The company's five-year offer includes a 1.5 percent yearly raise - 65 cents for the life of the contract - with lump sum bonuses totaling $1,500. At the same time, the company is demanding increases in medical co-payments and monthly insurance premiums. They are asking workers to pay $600 a year more than the $230 that they pay under the expired contract.
"I have been working here for 22 years," Ross Parcel said. "At the end of the contract the company is offering it will be $8.95. That's ridiculous after 22 years. They run the newer lines at 160 birds a minute."
At full speed, the plant processes nearly 480,000 chickens in 24 hours. Foster Farms claims the plant is now running at 50 percent capacity - 250,000 a-day. Strikers say otherwise. After an hour on picket line, five trucks - two in, 3 out - pass through the gate. One mexicano striker, a 10-year veteran, who requested anonymity, said, "They are running one of the five lines" and that can be no more than "100,000 chickens."

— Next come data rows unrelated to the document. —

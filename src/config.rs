// src/config.rs

use anyhow::Context;
use sqlx::{PgPool, postgres::PgPoolOptions};
use std::{env, time::Duration};

use crate::{
    db::{
        AuditRepository, ContactRepository, CorrespondenceRepository, DashboardRepository,
        LeadRepository, NoteRepository, ReminderRepository, UserRepository,
    },
    services::{AuditRecorder, AuthService, SummaryService},
};

// O estado compartilhado que será acessível em toda a aplicação
#[derive(Clone)]
pub struct AppState {
    pub db_pool: PgPool,
    pub user_repo: UserRepository,
    pub lead_repo: LeadRepository,
    pub contact_repo: ContactRepository,
    pub note_repo: NoteRepository,
    pub reminder_repo: ReminderRepository,
    pub correspondence_repo: CorrespondenceRepository,
    pub audit_repo: AuditRepository,
    pub dashboard_repo: DashboardRepository,
    pub auth_service: AuthService,
    pub audit: AuditRecorder,
    pub summary: SummaryService,
}

impl AppState {
    // Função para carregar as configurações e criar o AppState
    pub async fn new() -> anyhow::Result<Self> {
        // .env é opcional: em produção as variáveis vêm do ambiente
        dotenvy::dotenv().ok();

        let database_url =
            env::var("DATABASE_URL").context("DATABASE_URL deve ser definida")?;
        let jwt_secret = env::var("JWT_SECRET").context("JWT_SECRET deve ser definido")?;
        // GEMINI_API_KEY é opcional: sem ela o resumo degrada para o fallback local
        let gemini_api_key = env::var("GEMINI_API_KEY").ok().filter(|k| !k.is_empty());

        let db_pool = match PgPoolOptions::new()
            .max_connections(5)
            .acquire_timeout(Duration::from_secs(3))
            .connect(&database_url)
            .await
        {
            Ok(pool) => {
                tracing::info!("✅ Conexão com o banco de dados estabelecida com sucesso!");
                pool
            }
            Err(e) => {
                tracing::error!("🔥 Falha ao conectar ao banco de dados: {:?}", e);
                return Err(e.into());
            }
        };

        let user_repo = UserRepository::new(db_pool.clone());
        let audit_repo = AuditRepository::new(db_pool.clone());

        Ok(Self {
            user_repo: user_repo.clone(),
            lead_repo: LeadRepository::new(db_pool.clone()),
            contact_repo: ContactRepository::new(db_pool.clone()),
            note_repo: NoteRepository::new(db_pool.clone()),
            reminder_repo: ReminderRepository::new(db_pool.clone()),
            correspondence_repo: CorrespondenceRepository::new(db_pool.clone()),
            audit_repo: audit_repo.clone(),
            dashboard_repo: DashboardRepository::new(db_pool.clone()),
            auth_service: AuthService::new(user_repo, jwt_secret),
            audit: AuditRecorder::new(audit_repo),
            summary: SummaryService::new(gemini_api_key),
            db_pool,
        })
    }
}
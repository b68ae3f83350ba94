// src/models/note.rs

use chrono::{DateTime, Utc};
use serde::{Deserialize, Serialize};
use serde_json::{Value, json};
use sqlx::FromRow;
use uuid::Uuid;
use validator::Validate;

use crate::services::audit::Auditable;

#[derive(Debug, Clone, Copy, PartialEq, Eq, Serialize, Deserialize, sqlx::Type)]
#[sqlx(type_name = "note_type", rename_all = "SCREAMING_SNAKE_CASE")]
#[serde(rename_all = "SCREAMING_SNAKE_CASE")]
pub enum NoteType {
    General,
    Call,
    Meeting,
    FollowUp,
    Opportunity,
}

#[derive(Debug, Clone, Serialize, FromRow)]
pub struct Note {
    pub id: Uuid,
    pub content: String,
    #[serde(rename = "lead")]
    pub lead_id: Uuid,
    pub lead_name: String,
    pub note_type: NoteType,
    pub created_by: Uuid,
    pub created_by_username: String,
    #[serde(skip_serializing)]
    pub lead_owner_id: Uuid,
    pub created_at: DateTime<Utc>,
    pub updated_at: DateTime<Utc>,
}

impl Note {
    pub fn change_snapshot(&self) -> Value {
        json!({
            "content": self.content,
            "note_type": self.note_type,
        })
    }
}

impl Auditable for Note {
    fn model_name(&self) -> &'static str {
        "crm.Note"
    }

    fn object_id(&self) -> String {
        self.id.to_string()
    }

    fn audit_snapshot(&self) -> Value {
        json!({
            "id": self.id,
            "content": self.content,
            "lead": self.lead_id,
            "lead_name": self.lead_name,
            "note_type": self.note_type,
            "created_by": self.created_by,
            "created_by_username": self.created_by_username,
            "created_at": self.created_at.to_rfc3339(),
            "updated_at": self.updated_at.to_rfc3339(),
        })
    }
}

#[derive(Debug, Deserialize, Validate)]
pub struct CreateNotePayload {
    #[validate(length(min = 1, message = "Content is required"))]
    pub content: String,
    pub lead: Uuid,
    pub note_type: Option<NoteType>,
}

#[derive(Debug, Deserialize)]
pub struct UpdateNotePayload {
    pub id: Uuid,
    pub content: Option<String>,
    pub note_type: Option<NoteType>,
}
// src/middleware/client_meta.rs

use std::convert::Infallible;
use std::net::SocketAddr;

use axum::{
    extract::{ConnectInfo, FromRequestParts},
    http::request::Parts,
};

/// Metadados do cliente gravados na trilha de auditoria.
///
/// O IP vem do primeiro valor de `X-Forwarded-For` quando presente
/// (estamos atrás de proxy), senão do endereço do socket.
#[derive(Debug, Clone)]
pub struct ClientMeta {
    pub ip_address: Option<String>,
    pub user_agent: String,
}

impl<S> FromRequestParts<S> for ClientMeta
where
    S: Send + Sync,
{
    type Rejection = Infallible;

    async fn from_request_parts(parts: &mut Parts, _state: &S) -> Result<Self, Self::Rejection> {
        let forwarded = parts
            .headers
            .get("x-forwarded-for")
            .and_then(|v| v.to_str().ok())
            .and_then(|v| v.split(',').next())
            .map(|v| v.trim().to_string())
            .filter(|v| !v.is_empty());

        let ip_address = forwarded.or_else(|| {
            parts
                .extensions
                .get::<ConnectInfo<SocketAddr>>()
                .map(|ConnectInfo(addr)| addr.ip().to_string())
        });

        let user_agent = parts
            .headers
            .get("user-agent")
            .and_then(|v| v.to_str().ok())
            .unwrap_or_default()
            .to_string();

        Ok(ClientMeta { ip_address, user_agent })
    }
}

#[cfg(test)]
mod tests {
    use super::*;
    use axum::http::Request;

    async fn extract(request: Request<()>) -> ClientMeta {
        let (mut parts, _) = request.into_parts();
        ClientMeta::from_request_parts(&mut parts, &()).await.unwrap()
    }

    #[tokio::test]
    async fn prefers_first_forwarded_address() {
        let request = Request::builder()
            .header("x-forwarded-for", "10.0.0.1, 172.16.0.1")
            .header("user-agent", "curl/8.0")
            .body(())
            .unwrap();
        let meta = extract(request).await;
        assert_eq!(meta.ip_address.as_deref(), Some("10.0.0.1"));
        assert_eq!(meta.user_agent, "curl/8.0");
    }

    #[tokio::test]
    async fn falls_back_to_socket_address() {
        let mut request = Request::builder().body(()).unwrap();
        request
            .extensions_mut()
            .insert(ConnectInfo(SocketAddr::from(([127, 0, 0, 1], 9000))));
        let meta = extract(request).await;
        assert_eq!(meta.ip_address.as_deref(), Some("127.0.0.1"));
        assert_eq!(meta.user_agent, "");
    }
}
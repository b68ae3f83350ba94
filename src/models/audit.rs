// src/models/audit.rs

use chrono::{DateTime, Utc};
use serde::{Deserialize, Serialize};
use serde_json::{Value, json};
use sqlx::FromRow;
use uuid::Uuid;

/// Ações registradas na trilha. Persistidas como texto minúsculo,
/// igual ao filtro `action` da listagem.
#[derive(Debug, Clone, Copy, PartialEq, Eq, Serialize, Deserialize)]
#[serde(rename_all = "lowercase")]
pub enum AuditAction {
    Create,
    Update,
    Delete,
}

impl AuditAction {
    pub fn as_str(&self) -> &'static str {
        match self {
            AuditAction::Create => "create",
            AuditAction::Update => "update",
            AuditAction::Delete => "delete",
        }
    }
}

// Registro da trilha como sai do banco (com o username resolvido por JOIN;
// fica nulo quando o autor foi removido).
#[derive(Debug, Clone, FromRow)]
pub struct AuditEntry {
    pub id: Uuid,
    pub username: Option<String>,
    pub action: String,
    pub model: String,
    pub object_id: String,
    pub old_value: Option<Value>,
    pub new_value: Option<Value>,
    pub ip_address: Option<String>,
    pub user_agent: String,
    pub created_at: DateTime<Utc>,
}

/// Comprimento máximo dos valores old/new exibidos na listagem.
const DISPLAY_LEN: usize = 65;

/// Renderiza um valor JSON para exibição: serializado, cortado em 65
/// caracteres com reticências, e travessão quando vazio/nulo.
pub fn display_value(value: &Option<Value>) -> String {
    let rendered = match value {
        None | Some(Value::Null) => String::new(),
        Some(Value::String(s)) => s.clone(),
        Some(v) => v.to_string(),
    };
    if rendered.is_empty() {
        return "—".to_string();
    }
    if rendered.chars().count() <= DISPLAY_LEN {
        return rendered;
    }
    let truncated: String = rendered.chars().take(DISPLAY_LEN).collect();
    format!("{truncated}…")
}

impl AuditEntry {
    /// Forma de exibição usada pela listagem da trilha.
    pub fn to_display(&self) -> Value {
        json!({
            "id": self.id,
            "user": self.username,
            "action": self.action,
            "model": self.model,
            "object_id": self.object_id,
            "old_value": display_value(&self.old_value),
            "new_value": display_value(&self.new_value),
            "ip_address": self.ip_address,
            "user_agent": self.user_agent,
            "timestamp": self.created_at,
        })
    }
}

#[cfg(test)]
mod tests {
    use super::*;

    #[test]
    fn display_value_uses_em_dash_for_missing_values() {
        assert_eq!(display_value(&None), "—");
        assert_eq!(display_value(&Some(Value::Null)), "—");
        assert_eq!(display_value(&Some(json!(""))), "—");
    }

    #[test]
    fn display_value_keeps_short_values_intact() {
        let v = Some(json!({"name": "Acme"}));
        assert_eq!(display_value(&v), r#"{"name":"Acme"}"#);
    }

    #[test]
    fn display_value_truncates_at_65_chars_with_ellipsis() {
        let long = "x".repeat(100);
        let shown = display_value(&Some(json!(long)));
        assert_eq!(shown.chars().count(), 66);
        assert!(shown.ends_with('…'));
        assert!(shown.starts_with(&"x".repeat(65)));
    }

    #[test]
    fn display_value_counts_chars_not_bytes() {
        // Conteúdo multibyte não pode quebrar o corte.
        let long = "é".repeat(80);
        let shown = display_value(&Some(json!(long)));
        assert_eq!(shown.chars().count(), 66);
        assert!(shown.ends_with('…'));
    }
}
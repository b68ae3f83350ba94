// src/handlers/contact.rs

use axum::{
    Json,
    extract::{Query, State},
    http::StatusCode,
    response::IntoResponse,
};
use serde::Deserialize;
use serde_json::json;
use uuid::Uuid;
use validator::Validate;

use crate::{
    common::{error::AppError, pagination::Pagination},
    config::AppState,
    db::contact_repo::ContactFilter,
    middleware::{auth::AuthenticatedUser, client_meta::ClientMeta},
    models::audit::AuditAction,
    models::contact::{CreateContactPayload, UpdateContactPayload},
    services::access::{self, EntityKind, Operation},
};

use super::lead::DeleteQuery;

#[derive(Debug, Deserialize)]
pub struct ContactListQuery {
    pub linked_lead: Option<Uuid>,
    // Texto cru: o filtro aceita os valores "verdadeiros" true/1/yes/on,
    // qualquer outra coisa conta como falso.
    pub is_primary: Option<String>,
    pub search: Option<String>,
    pub page: Option<u32>,
    pub rows: Option<u32>,
}

fn parse_truthy(raw: &str) -> bool {
    matches!(raw.to_lowercase().as_str(), "true" | "1" | "yes" | "on")
}

pub async fn list_contacts(
    State(app_state): State<AppState>,
    AuthenticatedUser(user): AuthenticatedUser,
    Query(params): Query<ContactListQuery>,
) -> Result<impl IntoResponse, AppError> {
    let pagination = Pagination::new(params.page, params.rows)?;
    let filter = ContactFilter {
        linked_lead: params.linked_lead,
        is_primary: params.is_primary.as_deref().map(parse_truthy),
        search: params.search,
        scope: access::scope_for(&user),
    };

    let total = app_state.contact_repo.count(&filter).await?;
    let offset = pagination.offset(total)?;
    let contacts = app_state.contact_repo.list(&filter, pagination.rows, offset).await?;

    Ok(Json(json!({
        "message": "Contacts Fetched Successfully",
        "contacts": contacts,
        "current_page": pagination.page,
        "last_page": pagination.last_page(total),
        "total": total,
    })))
}

pub async fn create_contact(
    State(app_state): State<AppState>,
    AuthenticatedUser(user): AuthenticatedUser,
    meta: ClientMeta,
    Json(payload): Json<CreateContactPayload>,
) -> Result<impl IntoResponse, AppError> {
    payload.validate()?;

    // Referência cruzada ausente é not-found, não erro de validação
    let lead = app_state
        .lead_repo
        .find_by_id(payload.linked_lead)
        .await?
        .ok_or_else(|| AppError::NotFound("Lead not found".to_string()))?;

    access::can_mutate(&user, EntityKind::Contact, lead.owner_id, Operation::Create)?;

    let contact = app_state
        .contact_repo
        .create(
            lead.id,
            &payload.name,
            &payload.email,
            payload.phone.as_deref().unwrap_or(""),
            payload.title.as_deref().unwrap_or(""),
            payload.company.as_deref().unwrap_or(""),
            payload.is_primary,
        )
        .await?;

    app_state
        .audit
        .record(user.id, AuditAction::Create, &contact, None, &meta)
        .await?;

    Ok((
        StatusCode::CREATED,
        Json(json!({
            "message": "Contact created successfully",
            "contact": contact,
        })),
    ))
}

pub async fn update_contact(
    State(app_state): State<AppState>,
    AuthenticatedUser(user): AuthenticatedUser,
    meta: ClientMeta,
    Json(payload): Json<UpdateContactPayload>,
) -> Result<impl IntoResponse, AppError> {
    let contact = app_state
        .contact_repo
        .find_by_id(payload.id)
        .await?
        .ok_or_else(|| AppError::NotFound("Contact not found".to_string()))?;

    access::can_mutate(&user, EntityKind::Contact, contact.lead_owner_id, Operation::Update)?;

    let old_values = contact.change_snapshot();

    let updated = app_state
        .contact_repo
        .update(
            contact.id,
            payload.name.as_deref().unwrap_or(&contact.name),
            payload.email.as_deref().unwrap_or(&contact.email),
            payload.phone.as_deref().unwrap_or(&contact.phone),
            payload.title.as_deref().unwrap_or(&contact.title),
            payload.company.as_deref().unwrap_or(&contact.company),
            payload.is_primary.unwrap_or(contact.is_primary),
        )
        .await?;

    app_state
        .audit
        .record(user.id, AuditAction::Update, &updated, Some(old_values), &meta)
        .await?;

    Ok(Json(json!({
        "message": "Contact updated successfully",
        "contact": updated,
    })))
}

pub async fn delete_contact(
    State(app_state): State<AppState>,
    AuthenticatedUser(user): AuthenticatedUser,
    meta: ClientMeta,
    Query(params): Query<DeleteQuery>,
) -> Result<impl IntoResponse, AppError> {
    let contact = app_state
        .contact_repo
        .find_by_id(params.id)
        .await?
        .ok_or_else(|| AppError::NotFound("Contact not found".to_string()))?;

    access::can_mutate(&user, EntityKind::Contact, contact.lead_owner_id, Operation::Delete)?;

    let old_values = contact.change_snapshot();
    app_state
        .audit
        .record(user.id, AuditAction::Delete, &contact, Some(old_values), &meta)
        .await?;

    app_state.contact_repo.delete(contact.id).await?;

    Ok(Json(json!({ "message": "Contact deleted successfully" })))
}

#[cfg(test)]
mod tests {
    use super::*;
    use axum::http::Uri;

    #[test]
    fn truthy_strings_follow_the_accepted_set() {
        for raw in ["true", "True", "1", "yes", "on", "ON"] {
            assert!(parse_truthy(raw), "{raw} deveria ser verdadeiro");
        }
        for raw in ["false", "0", "no", "off", "qualquer"] {
            assert!(!parse_truthy(raw), "{raw} deveria ser falso");
        }
    }

    #[test]
    fn is_primary_filter_accepts_numeric_form() {
        let uri: Uri = "/api/contacts?is_primary=1".parse().unwrap();
        let Query(params) = Query::<ContactListQuery>::try_from_uri(&uri).unwrap();
        assert_eq!(params.is_primary.as_deref().map(parse_truthy), Some(true));

        let uri: Uri = "/api/contacts?is_primary=false".parse().unwrap();
        let Query(params) = Query::<ContactListQuery>::try_from_uri(&uri).unwrap();
        assert_eq!(params.is_primary.as_deref().map(parse_truthy), Some(false));
    }
}
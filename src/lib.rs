//! Sumi-Harvest: a bounded, rate-limited content harvester
//!
//! This crate fetches a fixed set of URLs through a three-stage pipeline
//! (URL generation, rate-limited fetching with retries, field extraction),
//! records URLs that could not be fetched, and reports on the run.

pub mod config;
pub mod extract;
pub mod harvest;
pub mod output;

use thiserror::Error;

/// Main error type for Sumi-Harvest operations
#[derive(Debug, Error)]
pub enum HarvestError {
    #[error("Configuration error: {0}")]
    Config(#[from] ConfigError),

    #[error("HTTP client error: {0}")]
    Reqwest(#[from] reqwest::Error),

    #[error("{stage} worker panicked: {message}")]
    WorkerPanicked { stage: &'static str, message: String },
}

/// Configuration-specific errors
#[derive(Debug, Error)]
pub enum ConfigError {
    #[error("Failed to read config file: {0}")]
    Io(#[from] std::io::Error),

    #[error("Failed to parse TOML: {0}")]
    Parse(#[from] toml::de::Error),

    #[error("Failed to parse JSON: {0}")]
    Json(#[from] serde_json::Error),

    #[error("Validation error: {0}")]
    Validation(String),

    #[error("Invalid URL in config: {0}")]
    InvalidUrl(String),

    #[error("Invalid CSS selector: {0}")]
    InvalidSelector(String),
}

/// Result type alias for Sumi-Harvest operations
pub type Result<T> = std::result::Result<T, HarvestError>;

// Re-export commonly used types
pub use config::{Category, CategoryType, Config, DataField, FieldSelector};
pub use extract::{extract_html, extract_json, ExtractError};
pub use harvest::{
    ContentFetcher, FailureSet, FetchError, FetchPolicy, FetchedContent, Harvester, RateLimiter,
};
pub use output::{FieldSink, HarvestReport};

Joe Del Toro, a "chicken hanger" for 13 years, described to the San Francisco Chronicle his job. He works in a room dimly lit with red light to "keep the birds calm," grabbing 24 live birds a minute and hanging them by their feet on a conveyor belt. "This job I have, it's really something" -11,000 chickens a day. "Your hands get big, just from grabbing so many chickens."
Along the picket line several women workers wear medical braces - a sign of carpal tunnel syndrome and other repetitive motion arm injuries.
With chants in Spanish, Punjab, and English resonating in the background, several strikers expressed their appreciation of the support they've received from other unionists. Earlier in the week, one worker reported, a United Parcel Service driver stopped his truck to give strikers two cases of sodas. Another said that United Farm Workers and Teamsters members from Watsonville strawberry fields joined the line.
The police are ever-present. A command post occupies a side street across from the picket line. Police barricades run parallel to several sections of the fence around the plant. Two sheriff's deputies ride horses back and forth along the line. The California Highway Patrol stands watch over the main intersection where trucks turn onto the street leading to the plant.
Osborne Hart is a member of International Association of
Machinists (IAM) Lodge 1584. Norton Sandler, a member of IAM
Lodge 1781, contributed to this article.